Figure 3. PON1 regulation impacts lung cancer cell growth and arrest programs.

Figure 3

(A) Assessment of cell viability. Before day 5, cells were serum starved for 24 h and were subjected to DAPI staining. Subsequent to serum starvation, cells were pre-exposed to 90% O2 level for 12 h and incubated in normoxia for 12 h (displayed as immunofluorescence in right panel of each graph). (B) Colony formation (>50 cells) was assessed by crystal violet staining. (C) Mean G1/S-phase ratio from cell cycle analysis (left panel) and cell cycle progression fractions of >15,000 cells analyzed by FACS (right panel). (D) BrdU-positive spots of cells examined at day 4 at early cell passage in serum-starved medium. (E) Cell passage-dependent viability after pre-culture of cells at low density for 3 days in serum-rich media containing low etoposide concentration and then subsequently starved them for another 6 days.
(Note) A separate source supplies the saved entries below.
use std::str::FromStr;
use std::{env, fmt};

/// Which of the pipeline functions this binary runs as.
#[derive(PartialEq, Eq, Debug, Clone, Copy)]
pub enum FunctionMode {
    Collector,
    Processor,
}

impl FromStr for FunctionMode {
    type Err = String;

    fn from_str(s: &str) -> Result<Self, String> {
        match s.to_lowercase().as_str() {
            "collector" | "generator" => Ok(FunctionMode::Collector),
            "processor" => Ok(FunctionMode::Processor),
            other => Err(format!("Invalid or Unsupported function mode {}", other)),
        }
    }
}

impl fmt::Display for FunctionMode {
    fn fmt(&self, f: &mut fmt::Formatter) -> fmt::Result {
        write!(f, "{:?}", self)
    }
}

impl FunctionMode {
    pub fn load_from_env() -> Result<FunctionMode, String> {
        env::var("FUNCTION_MODE")
            .unwrap_or("processor".to_string())
            .parse()
    }
}

/// Region recorded on metrics that do not carry one.
pub fn region_from_env() -> String {
    env::var("REGION")
        .or_else(|_| env::var("AWS_REGION"))
        .unwrap_or("eu-west-1".to_string())
}

pub fn ttl_days_from_env() -> Result<i64, String> {
    let ttl_days = env::var("TTL_DAYS")
        .unwrap_or("30".to_string())
        .parse::<i64>()
        .map_err(|e| format!("Error parsing TTL_DAYS to i64 - {}", e))?;
    if ttl_days <= 0 {
        return Err(format!("TTL_DAYS must be positive, got {}", ttl_days));
    }
    Ok(ttl_days)
}

pub fn flag_from_env(name: &str) -> bool {
    env::var(name)
        .map(|v| matches!(v.to_lowercase().as_str(), "1" | "true" | "yes"))
        .unwrap_or(false)
}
SA-β-gal assay was used to confirm presence of senescent cells after recovery (data not shown). (F) Western blot analysis of whole cell lysates of same samples from E. β-actin served as the loading control. *P<0.05. Error bars are mean ± S.E.M. n=3~5. All experiments were conducted at least in triplicate and biologically repeated at least twice. Statistical analysis was performed using unpaired Student's t test.